If you are in crisis, call or text the 988 Suicide & Crisis Lifeline  at 988, available 24 hours a day, 7 days a week. The Lifeline provides confidential support to anyone in suicidal crisis or emotional distress. Support is also available via live chat . Para ayuda en español, llame al 988.

Suicide is a major public health concern. Suicide is among the leading causes of death in the United States. Based on recent mortality data, suicide in some populations is on the rise.

Definitions

  • Suicide is defined as death caused by self-directed injurious behavior with intent to die as a result of the behavior.
  • A suicide attempt is a self-directed, potentially injurious behavior with intent to die as a result of the behavior. A suicide attempt might not result in death or injury.
  • Suicidal ideation refers to thinking about, considering, or planning suicide.

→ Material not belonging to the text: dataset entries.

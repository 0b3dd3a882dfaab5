use crate::{
    error::{PdrError, Result},
    logic::{Formula, Sort, Variable},
};
use std::{
    collections::{BTreeMap, BTreeSet},
    fmt::{self, Debug, Display},
};

#[derive(Clone, Copy, PartialEq, Eq, Hash, PartialOrd, Ord)]
pub struct Location(u32);

impl Location {
    #[inline]
    pub fn new(id: u32) -> Self {
        Self(id)
    }

    #[inline]
    pub fn id(&self) -> u32 {
        self.0
    }
}

impl Debug for Location {
    fn fmt(&self, f: &mut fmt::Formatter<'_>) -> fmt::Result {
        write!(f, "L{}", self.0)
    }
}

impl Display for Location {
    fn fmt(&self, f: &mut fmt::Formatter<'_>) -> fmt::Result {
        write!(f, "L{}", self.0)
    }
}

/// CFA edge. The formula relates the state before (index 0) and after
/// (index 1) the edge and must constrain every post-state variable.
#[derive(Clone, Debug)]
pub struct Edge {
    pub from: Location,
    pub to: Location,
    pub formula: Formula,
}

/// Loop-free path between two cut points.
#[derive(Clone, Debug)]
pub struct Block {
    pub from: Location,
    pub to: Location,
    pub edges: Vec<usize>,
}

#[derive(Clone, Debug)]
pub struct Cfa {
    names: Vec<String>,
    variables: Vec<Variable>,
    pc: Variable,
    selector: Variable,
    entry: Location,
    loop_heads: BTreeSet<Location>,
    targets: BTreeSet<Location>,
    init: Formula,
    edges: Vec<Edge>,
    blocks: Vec<Block>,
    blocks_from: BTreeMap<Location, Vec<usize>>,
}

impl Cfa {
    #[inline]
    pub fn num_locations(&self) -> usize {
        self.names.len()
    }

    #[inline]
    pub fn location_name(&self, loc: Location) -> &str {
        &self.names[loc.0 as usize]
    }

    /// state variables, without the program counter
    #[inline]
    pub fn variables(&self) -> &[Variable] {
        &self.variables
    }

    /// symbolic program counter
    #[inline]
    pub fn pc(&self) -> &Variable {
        &self.pc
    }

    /// block selector of one unrolling step
    #[inline]
    pub fn selector(&self) -> &Variable {
        &self.selector
    }

    /// selector value of a stuttering step
    #[inline]
    pub fn stutter_code(&self) -> u32 {
        self.blocks.len() as u32
    }

    #[inline]
    pub fn entry(&self) -> Location {
        self.entry
    }

    #[inline]
    pub fn loop_heads(&self) -> &BTreeSet<Location> {
        &self.loop_heads
    }

    #[inline]
    pub fn targets(&self) -> &BTreeSet<Location> {
        &self.targets
    }

    #[inline]
    pub fn edges(&self) -> &[Edge] {
        &self.edges
    }

    #[inline]
    pub fn edge(&self, i: usize) -> &Edge {
        &self.edges[i]
    }

    #[inline]
    pub fn block(&self, i: usize) -> &Block {
        &self.blocks[i]
    }

    #[inline]
    pub fn num_blocks(&self) -> usize {
        self.blocks.len()
    }

    /// blocks leaving the cut point `loc`
    #[inline]
    pub fn blocks_from(&self, loc: Location) -> &[usize] {
        self.blocks_from.get(&loc).map_or(&[], |b| b.as_slice())
    }

    #[inline]
    pub fn is_cut_point(&self, loc: Location) -> bool {
        loc == self.entry || self.loop_heads.contains(&loc) || self.targets.contains(&loc)
    }

    pub fn cut_points(&self) -> BTreeSet<Location> {
        let mut res = self.loop_heads.clone();
        res.insert(self.entry);
        res.extend(self.targets.iter().copied());
        res
    }

    /// initial condition on the variables, at index 0
    #[inline]
    pub fn init(&self) -> &Formula {
        &self.init
    }

    /// initial states at `index`: entry location and initial condition
    pub fn initial_states(&self, index: usize) -> Formula {
        Formula::and([
            Formula::eq_const(&self.pc, index, self.entry.0),
            self.init.at(index),
        ])
    }

    /// `pc@index` is one of `locations`
    pub fn at_locations<'a>(
        &self,
        index: usize,
        locations: impl IntoIterator<Item = &'a Location>,
    ) -> Formula {
        Formula::or(
            locations
                .into_iter()
                .map(|l| Formula::eq_const(&self.pc, index, l.0)),
        )
    }

    /// every state variable and the program counter keep their values
    pub fn frame_condition(&self, pre: usize, post: usize) -> Formula {
        Formula::and(
            std::iter::once(&self.pc)
                .chain(self.variables.iter())
                .map(|v| Formula::eq_var(v, post, v, pre)),
        )
    }

    fn enumerate_blocks(&mut self) -> Result<()> {
        let mut out_edges: BTreeMap<Location, Vec<usize>> = BTreeMap::new();
        for (i, e) in self.edges.iter().enumerate() {
            out_edges.entry(e.from).or_default().push(i);
        }
        let mut blocks = Vec::new();
        for cp in self.cut_points() {
            let mut path = Vec::new();
            let mut on_path = BTreeSet::new();
            self.block_paths(cp, cp, &out_edges, &mut path, &mut on_path, &mut blocks)?;
        }
        for (i, b) in blocks.iter().enumerate() {
            self.blocks_from.entry(b.from).or_default().push(i);
        }
        self.blocks = blocks;
        self.selector = Variable::finite(Variable::SELECTOR, self.blocks.len() as u32 + 1);
        Ok(())
    }

    fn block_paths(
        &self,
        start: Location,
        at: Location,
        out_edges: &BTreeMap<Location, Vec<usize>>,
        path: &mut Vec<usize>,
        on_path: &mut BTreeSet<Location>,
        blocks: &mut Vec<Block>,
    ) -> Result<()> {
        let Some(out) = out_edges.get(&at) else {
            return Ok(());
        };
        for &e in out {
            let to = self.edges[e].to;
            path.push(e);
            if self.is_cut_point(to) {
                blocks.push(Block {
                    from: start,
                    to,
                    edges: path.clone(),
                });
            } else {
                if !on_path.insert(to) {
                    return Err(PdrError::InvalidCfa(format!(
                        "cycle through {} ({}) does not pass a loop head",
                        to,
                        self.location_name(to)
                    )));
                }
                self.block_paths(start, to, out_edges, path, on_path, blocks)?;
                on_path.remove(&to);
            }
            path.pop();
        }
        Ok(())
    }
}

/// Incremental construction of a [`Cfa`].
#[derive(Default)]
pub struct CfaBuilder {
    names: Vec<String>,
    variables: Vec<Variable>,
    entry: Option<Location>,
    loop_heads: BTreeSet<Location>,
    targets: BTreeSet<Location>,
    init: Vec<Formula>,
    edges: Vec<(Location, Location, Formula)>,
}

impl CfaBuilder {
    pub fn new() -> Self {
        Self::default()
    }

    pub fn add_location(&mut self, name: &str) -> Location {
        self.names.push(name.to_string());
        Location(self.names.len() as u32 - 1)
    }

    pub fn add_variable(&mut self, var: Variable) -> Variable {
        self.variables.push(var.clone());
        var
    }

    pub fn entry(&mut self, loc: Location) -> &mut Self {
        self.entry = Some(loc);
        self
    }

    pub fn loop_head(&mut self, loc: Location) -> &mut Self {
        self.loop_heads.insert(loc);
        self
    }

    pub fn target(&mut self, loc: Location) -> &mut Self {
        self.targets.insert(loc);
        self
    }

    /// Adds a conjunct of the initial condition, written at index 0.
    pub fn init(&mut self, cond: Formula) -> &mut Self {
        self.init.push(cond);
        self
    }

    /// Adds an edge with a raw transition formula over indices 0 and 1.
    pub fn edge(&mut self, from: Location, to: Location, formula: Formula) -> &mut Self {
        self.edges.push((from, to, formula));
        self
    }

    /// Edge guarded by `guard` (index 0) that writes `written` as described by
    /// `update` (indices 0 and 1) and keeps every other variable.
    pub fn update_edge(
        &mut self,
        from: Location,
        to: Location,
        guard: Formula,
        update: Formula,
        written: &[Variable],
    ) -> &mut Self {
        let keep = self
            .variables
            .iter()
            .filter(|v| !written.contains(v))
            .map(|v| Formula::eq_var(v, 1, v, 0))
            .collect::<Vec<_>>();
        let formula = Formula::and([guard, update].into_iter().chain(keep));
        self.edge(from, to, formula)
    }

    pub fn assume_edge(&mut self, from: Location, to: Location, guard: Formula) -> &mut Self {
        self.update_edge(from, to, guard, Formula::constant(true), &[])
    }

    /// `var := value` where `value` is a formula over index 0 for booleans
    pub fn assign_edge(
        &mut self,
        from: Location,
        to: Location,
        var: &Variable,
        value: Formula,
    ) -> &mut Self {
        let update = Formula::iff(Formula::var(var, 1), value);
        self.update_edge(from, to, Formula::constant(true), update, std::slice::from_ref(var))
    }

    /// nondeterministically overwrites `vars`
    pub fn havoc_edge(&mut self, from: Location, to: Location, vars: &[Variable]) -> &mut Self {
        self.update_edge(from, to, Formula::constant(true), Formula::constant(true), vars)
    }

    pub fn build(self) -> Result<Cfa> {
        let num = self.names.len() as u32;
        if num == 0 {
            return Err(PdrError::InvalidCfa("no locations".to_string()));
        }
        let entry = self
            .entry
            .ok_or_else(|| PdrError::InvalidCfa("no entry location".to_string()))?;
        let check_loc = |l: &Location| {
            if l.0 < num {
                Ok(())
            } else {
                Err(PdrError::InvalidCfa(format!("unknown location {l}")))
            }
        };
        check_loc(&entry)?;
        self.loop_heads.iter().try_for_each(check_loc)?;
        self.targets.iter().try_for_each(check_loc)?;
        let mut seen = BTreeSet::new();
        for v in self.variables.iter() {
            if v.is_reserved() {
                return Err(PdrError::InvalidCfa(format!("reserved variable name {v}")));
            }
            if !seen.insert(v.name().to_string()) {
                return Err(PdrError::InvalidCfa(format!("duplicate variable {v}")));
            }
            if v.sort() == Sort::Finite(0) {
                return Err(PdrError::InvalidCfa(format!("variable {v} has an empty sort")));
            }
        }
        let declared: BTreeSet<&Variable> = self.variables.iter().collect();
        let mut edges = Vec::with_capacity(self.edges.len());
        for (from, to, formula) in self.edges {
            check_loc(&from)?;
            check_loc(&to)?;
            for i in formula.instances() {
                if i.index > 1 || !declared.contains(&i.var) {
                    return Err(PdrError::InvalidCfa(format!(
                        "edge {from} -> {to} mentions {i:?}"
                    )));
                }
            }
            edges.push(Edge { from, to, formula });
        }
        let init = Formula::and(self.init);
        for i in init.instances() {
            if i.index != 0 || !declared.contains(&i.var) {
                return Err(PdrError::InvalidCfa(format!(
                    "initial condition mentions {i:?}"
                )));
            }
        }
        let mut cfa = Cfa {
            pc: Variable::finite(Variable::PC, num),
            selector: Variable::finite(Variable::SELECTOR, 1),
            names: self.names,
            variables: self.variables,
            entry,
            loop_heads: self.loop_heads,
            targets: self.targets,
            init,
            edges,
            blocks: Vec::new(),
            blocks_from: BTreeMap::new(),
        };
        cfa.enumerate_blocks()?;
        Ok(cfa)
    }
}

#[cfg(test)]
mod tests {
    use super::*;

    #[test]
    fn blocks_between_cut_points() {
        let mut b = CfaBuilder::new();
        let x = b.add_variable(Variable::bool("x"));
        let l0 = b.add_location("entry");
        let l1 = b.add_location("head");
        let l2 = b.add_location("body");
        let l3 = b.add_location("exit");
        b.entry(l0).loop_head(l1);
        b.assign_edge(l0, l1, &x, Formula::constant(false));
        b.assume_edge(l1, l2, Formula::var(&x, 0));
        b.assign_edge(l2, l1, &x, Formula::constant(true));
        b.assume_edge(l1, l3, !Formula::var(&x, 0));
        let cfa = b.build().unwrap();
        assert_eq!(cfa.cut_points(), BTreeSet::from([l0, l1]));
        assert_eq!(cfa.blocks_from(l0).len(), 1);
        let from_head: Vec<_> = cfa
            .blocks_from(l1)
            .iter()
            .map(|b| cfa.block(*b).edges.len())
            .collect();
        assert_eq!(from_head, vec![2]);
        assert_eq!(cfa.selector().sort(), Sort::Finite(3));
        assert_eq!(cfa.stutter_code(), 2);
    }

    #[test]
    fn cycle_without_loop_head_is_rejected() {
        let mut b = CfaBuilder::new();
        let l0 = b.add_location("entry");
        let l1 = b.add_location("a");
        let l2 = b.add_location("b");
        b.entry(l0);
        b.assume_edge(l0, l1, Formula::constant(true));
        b.assume_edge(l1, l2, Formula::constant(true));
        b.assume_edge(l2, l1, Formula::constant(true));
        assert!(matches!(b.build(), Err(PdrError::InvalidCfa(_))));
    }

    #[test]
    fn reserved_and_foreign_variables_are_rejected() {
        let mut b = CfaBuilder::new();
        let l0 = b.add_location("entry");
        b.entry(l0);
        b.add_variable(Variable::bool("$pc"));
        assert!(b.build().is_err());

        let mut b = CfaBuilder::new();
        let l0 = b.add_location("entry");
        b.entry(l0);
        let y = Variable::bool("y");
        b.assume_edge(l0, l0, Formula::var(&y, 0));
        assert!(b.build().is_err());
    }

    #[test]
    fn missing_entry() {
        let mut b = CfaBuilder::new();
        b.add_location("l");
        assert!(matches!(b.build(), Err(PdrError::InvalidCfa(_))));
    }

    #[test]
    fn empty_sort_is_rejected() {
        let mut b = CfaBuilder::new();
        let l = b.add_location("l");
        b.entry(l);
        b.add_variable(Variable::finite("n", 0));
        assert!(matches!(b.build(), Err(PdrError::InvalidCfa(_))));

        let mut b = CfaBuilder::new();
        let l = b.add_location("l");
        b.entry(l);
        let n = b.add_variable(Variable::finite("n", u32::MAX));
        b.init(Formula::eq_const(&n, 0, u32::MAX - 1));
        assert!(b.build().is_ok());
    }
}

Additional information about suicide can be found on the NIMH health topics page on Suicide Prevention.

Suicide is One of The Leading Causes of Death in the United States

  • According to the Centers for Disease Control and Prevention (CDC) WISQARS Leading Causes of Death Reports , in 2022:
    • Suicide was the eleventh leading cause of death overall in the United States, claiming the lives of over 49,400 people.
    • Suicide was the second leading cause of death among individuals between the ages of 10-14 and 25-34, the third leading cause of death among individuals between the ages of 15-24, and the fourth leading cause of death among individuals between the ages of 35 and 44.
    • There were nearly two times as many suicides (49,476) in the United States as there were homicides (24,849).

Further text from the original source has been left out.